Collected data
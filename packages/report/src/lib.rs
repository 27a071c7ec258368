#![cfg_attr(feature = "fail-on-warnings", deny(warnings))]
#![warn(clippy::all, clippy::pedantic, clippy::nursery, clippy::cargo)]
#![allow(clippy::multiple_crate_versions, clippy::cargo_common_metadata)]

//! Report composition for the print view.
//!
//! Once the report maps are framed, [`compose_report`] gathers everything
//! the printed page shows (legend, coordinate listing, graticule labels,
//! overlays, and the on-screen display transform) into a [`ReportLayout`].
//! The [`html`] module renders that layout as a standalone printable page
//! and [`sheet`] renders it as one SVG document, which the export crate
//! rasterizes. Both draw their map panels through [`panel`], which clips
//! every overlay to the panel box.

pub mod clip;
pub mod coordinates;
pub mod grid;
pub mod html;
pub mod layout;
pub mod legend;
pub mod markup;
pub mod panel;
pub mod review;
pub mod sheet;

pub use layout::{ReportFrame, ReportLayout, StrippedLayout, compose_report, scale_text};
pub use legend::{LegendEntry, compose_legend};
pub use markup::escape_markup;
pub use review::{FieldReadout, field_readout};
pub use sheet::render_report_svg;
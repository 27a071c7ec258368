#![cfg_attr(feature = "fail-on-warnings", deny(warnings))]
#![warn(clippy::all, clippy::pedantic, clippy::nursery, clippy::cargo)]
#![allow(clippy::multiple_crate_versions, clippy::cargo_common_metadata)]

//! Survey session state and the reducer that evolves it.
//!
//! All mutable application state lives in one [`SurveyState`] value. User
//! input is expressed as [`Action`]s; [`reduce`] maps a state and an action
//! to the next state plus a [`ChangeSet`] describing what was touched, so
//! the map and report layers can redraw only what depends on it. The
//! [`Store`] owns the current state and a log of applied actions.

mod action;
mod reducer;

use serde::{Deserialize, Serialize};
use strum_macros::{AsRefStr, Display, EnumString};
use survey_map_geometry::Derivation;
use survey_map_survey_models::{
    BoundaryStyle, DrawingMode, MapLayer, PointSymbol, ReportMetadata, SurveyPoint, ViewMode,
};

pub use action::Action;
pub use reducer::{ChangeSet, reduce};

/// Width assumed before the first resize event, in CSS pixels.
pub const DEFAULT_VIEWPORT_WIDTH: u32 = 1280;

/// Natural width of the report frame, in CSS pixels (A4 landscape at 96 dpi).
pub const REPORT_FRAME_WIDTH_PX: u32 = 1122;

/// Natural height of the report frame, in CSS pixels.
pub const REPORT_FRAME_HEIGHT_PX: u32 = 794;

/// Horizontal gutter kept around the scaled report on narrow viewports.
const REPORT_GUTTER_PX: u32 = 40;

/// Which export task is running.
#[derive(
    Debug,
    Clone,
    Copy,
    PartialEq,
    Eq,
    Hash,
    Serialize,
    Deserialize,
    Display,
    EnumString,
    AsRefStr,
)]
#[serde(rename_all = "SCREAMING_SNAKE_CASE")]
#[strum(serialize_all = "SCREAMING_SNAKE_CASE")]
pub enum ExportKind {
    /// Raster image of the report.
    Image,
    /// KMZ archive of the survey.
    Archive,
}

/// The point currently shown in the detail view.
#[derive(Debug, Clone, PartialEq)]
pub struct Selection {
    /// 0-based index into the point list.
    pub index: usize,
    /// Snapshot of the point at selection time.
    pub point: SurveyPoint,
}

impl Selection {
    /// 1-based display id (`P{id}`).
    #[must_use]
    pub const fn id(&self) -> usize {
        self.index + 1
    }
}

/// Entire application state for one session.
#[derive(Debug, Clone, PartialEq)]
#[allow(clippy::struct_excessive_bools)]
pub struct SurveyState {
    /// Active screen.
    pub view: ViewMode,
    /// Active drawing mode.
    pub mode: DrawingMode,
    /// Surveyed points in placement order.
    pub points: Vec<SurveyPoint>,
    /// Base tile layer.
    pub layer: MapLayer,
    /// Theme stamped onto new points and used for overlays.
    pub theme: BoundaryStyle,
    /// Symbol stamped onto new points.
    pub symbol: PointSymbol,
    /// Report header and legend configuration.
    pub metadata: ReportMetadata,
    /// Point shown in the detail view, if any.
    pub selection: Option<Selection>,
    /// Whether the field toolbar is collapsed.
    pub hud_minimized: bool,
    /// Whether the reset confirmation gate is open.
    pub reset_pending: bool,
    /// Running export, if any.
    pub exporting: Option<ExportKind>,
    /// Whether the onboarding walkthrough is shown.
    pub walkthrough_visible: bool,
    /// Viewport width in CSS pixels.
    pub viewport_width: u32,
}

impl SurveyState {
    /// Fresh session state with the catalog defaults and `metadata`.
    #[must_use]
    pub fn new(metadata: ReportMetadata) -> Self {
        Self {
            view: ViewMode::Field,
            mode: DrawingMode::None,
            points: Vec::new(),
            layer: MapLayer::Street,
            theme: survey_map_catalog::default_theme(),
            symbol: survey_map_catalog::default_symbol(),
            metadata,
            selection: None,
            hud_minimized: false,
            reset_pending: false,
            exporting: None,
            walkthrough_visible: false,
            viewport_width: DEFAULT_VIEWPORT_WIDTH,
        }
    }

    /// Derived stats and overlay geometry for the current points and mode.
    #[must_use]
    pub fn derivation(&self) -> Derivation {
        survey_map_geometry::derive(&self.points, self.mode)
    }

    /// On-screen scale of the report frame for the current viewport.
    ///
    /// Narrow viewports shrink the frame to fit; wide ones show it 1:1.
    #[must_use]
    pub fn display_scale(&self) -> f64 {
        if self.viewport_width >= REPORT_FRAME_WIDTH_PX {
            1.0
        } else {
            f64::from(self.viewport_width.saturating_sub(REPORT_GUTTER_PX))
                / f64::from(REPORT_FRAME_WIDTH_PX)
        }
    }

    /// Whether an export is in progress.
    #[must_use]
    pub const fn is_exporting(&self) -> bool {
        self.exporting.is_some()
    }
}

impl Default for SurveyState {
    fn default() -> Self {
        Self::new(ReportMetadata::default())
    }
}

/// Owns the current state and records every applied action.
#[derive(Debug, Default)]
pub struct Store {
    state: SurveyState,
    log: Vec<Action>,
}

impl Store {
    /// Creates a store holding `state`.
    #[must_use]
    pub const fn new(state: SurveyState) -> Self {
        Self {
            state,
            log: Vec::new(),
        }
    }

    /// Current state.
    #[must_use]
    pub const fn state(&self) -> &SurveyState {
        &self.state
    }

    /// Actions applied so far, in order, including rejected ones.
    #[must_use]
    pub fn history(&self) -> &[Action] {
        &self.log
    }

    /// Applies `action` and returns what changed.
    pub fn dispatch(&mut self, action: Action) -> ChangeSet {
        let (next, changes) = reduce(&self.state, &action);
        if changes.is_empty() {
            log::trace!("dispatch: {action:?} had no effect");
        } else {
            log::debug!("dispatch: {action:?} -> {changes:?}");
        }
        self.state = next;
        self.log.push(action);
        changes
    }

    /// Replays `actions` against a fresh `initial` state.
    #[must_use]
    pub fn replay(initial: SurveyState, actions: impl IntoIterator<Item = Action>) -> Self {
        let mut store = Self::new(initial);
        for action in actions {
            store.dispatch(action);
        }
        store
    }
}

▸ **TASK GOAL**: From the records above, extract every entry exactly as given.

▸ **RESPONSE AREA**:
filename packages/report/src/lib.rs
repository 27a071c7ec258368
#![cfg_attr(feature = "fail-on-warnings", deny(warnings))]
#![warn(clippy::all, clippy::pedantic, clippy::nursery, clippy::cargo)]
#![allow(clippy::multiple_crate_versions, clippy::cargo_common_metadata)]

//! Report composition for the print view.
//!
//! Once the report maps are framed, [`compose_report`] gathers everything
//! the printed page shows (legend, coordinate listing, graticule labels,
//! overlays, and the on-screen display transform) into a [`ReportLayout`].
//! The [`html`] module renders that layout as a standalone printable page
//! and [`sheet`] renders it as one SVG document, which the export crate
//! rasterizes. Both draw their map panels through [`panel`], which clips
//! every overlay to the panel box.

pub mod clip;
pub mod coordinates;
pub mod grid;
pub mod html;
pub mod layout;
pub mod legend;
pub mod markup;
pub mod panel;
pub mod review;
pub mod sheet;

pub use layout::{ReportFrame, ReportLayout, StrippedLayout, compose_report, scale_text};
pub use legend::{LegendEntry, compose_legend};
pub use markup::escape_markup;
pub use review::{FieldReadout, field_readout};
pub use sheet::render_report_svg;
repository 27a071c7ec258368
#![cfg_attr(feature = "fail-on-warnings", deny(warnings))]
#![warn(clippy::all, clippy::pedantic, clippy::nursery, clippy::cargo)]
#![allow(clippy::multiple_crate_versions, clippy::cargo_common_metadata)]

//! Survey session state and the reducer that evolves it.
//!
//! All mutable application state lives in one [`SurveyState`] value. User
//! input is expressed as [`Action`]s; [`reduce`] maps a state and an action
//! to the next state plus a [`ChangeSet`] describing what was touched, so
//! the map and report layers can redraw only what depends on it. The
//! [`Store`] owns the current state and a log of applied actions.

mod action;
mod reducer;

use serde::{Deserialize, Serialize};
use strum_macros::{AsRefStr, Display, EnumString};
use survey_map_geometry::Derivation;
use survey_map_survey_models::{
    BoundaryStyle, DrawingMode, MapLayer, PointSymbol, ReportMetadata, SurveyPoint, ViewMode,
};

pub use action::Action;
pub use reducer::{ChangeSet, reduce};

/// Width assumed before the first resize event, in CSS pixels.
pub const DEFAULT_VIEWPORT_WIDTH: u32 = 1280;

/// Natural width of the report frame, in CSS pixels (A4 landscape at 96 dpi).
pub const REPORT_FRAME_WIDTH_PX: u32 = 1122;

/// Natural height of the report frame, in CSS pixels.
pub const REPORT_FRAME_HEIGHT_PX: u32 = 794;

/// Horizontal gutter kept around the scaled report on narrow viewports.
const REPORT_GUTTER_PX: u32 = 40;

/// Which export task is running.
#[derive(
    Debug,
    Clone,
    Copy,
    PartialEq,
    Eq,
    Hash,
    Serialize,
    Deserialize,
    Display,
    EnumString,
    AsRefStr,
)]
#[serde(rename_all = "SCREAMING_SNAKE_CASE")]
#[strum(serialize_all = "SCREAMING_SNAKE_CASE")]
pub enum ExportKind {
    /// Raster image of the report.
    Image,
    /// KMZ archive of the survey.
    Archive,
}

/// The point currently shown in the detail view.
#[derive(Debug, Clone, PartialEq)]
pub struct Selection {
    /// 0-based index into the point list.
    pub index: usize,
    /// Snapshot of the point at selection time.
    pub point: SurveyPoint,
}

impl Selection {
    /// 1-based display id (`P{id}`).
    #[must_use]
    pub const fn id(&self) -> usize {
        self.index + 1
    }
}

/// Entire application state for one session.
#[derive(Debug, Clone, PartialEq)]
#[allow(clippy::struct_excessive_bools)]
pub struct SurveyState {
    /// Active screen.
    pub view: ViewMode,
    /// Active drawing mode.
    pub mode: DrawingMode,
    /// Surveyed points in placement order.
    pub points: Vec<SurveyPoint>,
    /// Base tile layer.
    pub layer: MapLayer,
    /// Theme stamped onto new points and used for overlays.
    pub theme: BoundaryStyle,
    /// Symbol stamped onto new points.
    pub symbol: PointSymbol,
    /// Report header and legend configuration.
    pub metadata: ReportMetadata,
    /// Point shown in the detail view, if any.
    pub selection: Option<Selection>,
    /// Whether the field toolbar is collapsed.
    pub hud_minimized: bool,
    /// Whether the reset confirmation gate is open.
    pub reset_pending: bool,
    /// Running export, if any.
    pub exporting: Option<ExportKind>,
    /// Whether the onboarding walkthrough is shown.
    pub walkthrough_visible: bool,
    /// Viewport width in CSS pixels.
    pub viewport_width: u32,
}

impl SurveyState {
    /// Fresh session state with the catalog defaults and `metadata`.
    #[must_use]
    pub fn new(metadata: ReportMetadata) -> Self {
        Self {
            view: ViewMode::Field,
            mode: DrawingMode::None,
            points: Vec::new(),
            layer: MapLayer::Street,
            theme: survey_map_catalog::default_theme(),
            symbol: survey_map_catalog::default_symbol(),
            metadata,
            selection: None,
            hud_minimized: false,
            reset_pending: false,
            exporting: None,
            walkthrough_visible: false,
            viewport_width: DEFAULT_VIEWPORT_WIDTH,
        }
    }

    /// Derived stats and overlay geometry for the current points and mode.
    #[must_use]
    pub fn derivation(&self) -> Derivation {
        survey_map_geometry::derive(&self.points, self.mode)
    }

    /// On-screen scale of the report frame for the current viewport.
    ///
    /// Narrow viewports shrink the frame to fit; wide ones show it 1:1.
    #[must_use]
    pub fn display_scale(&self) -> f64 {
        if self.viewport_width >= REPORT_FRAME_WIDTH_PX {
            1.0
        } else {
            f64::from(self.viewport_width.saturating_sub(REPORT_GUTTER_PX))
                / f64::from(REPORT_FRAME_WIDTH_PX)
        }
    }

    /// Whether an export is in progress.
    #[must_use]
    pub const fn is_exporting(&self) -> bool {
        self.exporting.is_some()
    }
}

impl Default for SurveyState {
    fn default() -> Self {
        Self::new(ReportMetadata::default())
    }
}

/// Owns the current state and records every applied action.
#[derive(Debug, Default)]
pub struct Store {
    state: SurveyState,
    log: Vec<Action>,
}

impl Store {
    /// Creates a store holding `state`.
    #[must_use]
    pub const fn new(state: SurveyState) -> Self {
        Self {
            state,
            log: Vec::new(),
        }
    }

    /// Current state.
    #[must_use]
    pub const fn state(&self) -> &SurveyState {
        &self.state
    }

    /// Actions applied so far, in order, including rejected ones.
    #[must_use]
    pub fn history(&self) -> &[Action] {
        &self.log
    }

    /// Applies `action` and returns what changed.
    pub fn dispatch(&mut self, action: Action) -> ChangeSet {
        let (next, changes) = reduce(&self.state, &action);
        if changes.is_empty() {
            log::trace!("dispatch: {action:?} had no effect");
        } else {
            log::debug!("dispatch: {action:?} -> {changes:?}");
        }
        self.state = next;
        self.log.push(action);
        changes
    }

    /// Replays `actions` against a fresh `initial` state.
    #[must_use]
    pub fn replay(initial: SurveyState, actions: impl IntoIterator<Item = Action>) -> Self {
        let mut store = Self::new(initial);
        for action in actions {
            store.dispatch(action);
        }
        store
    }
}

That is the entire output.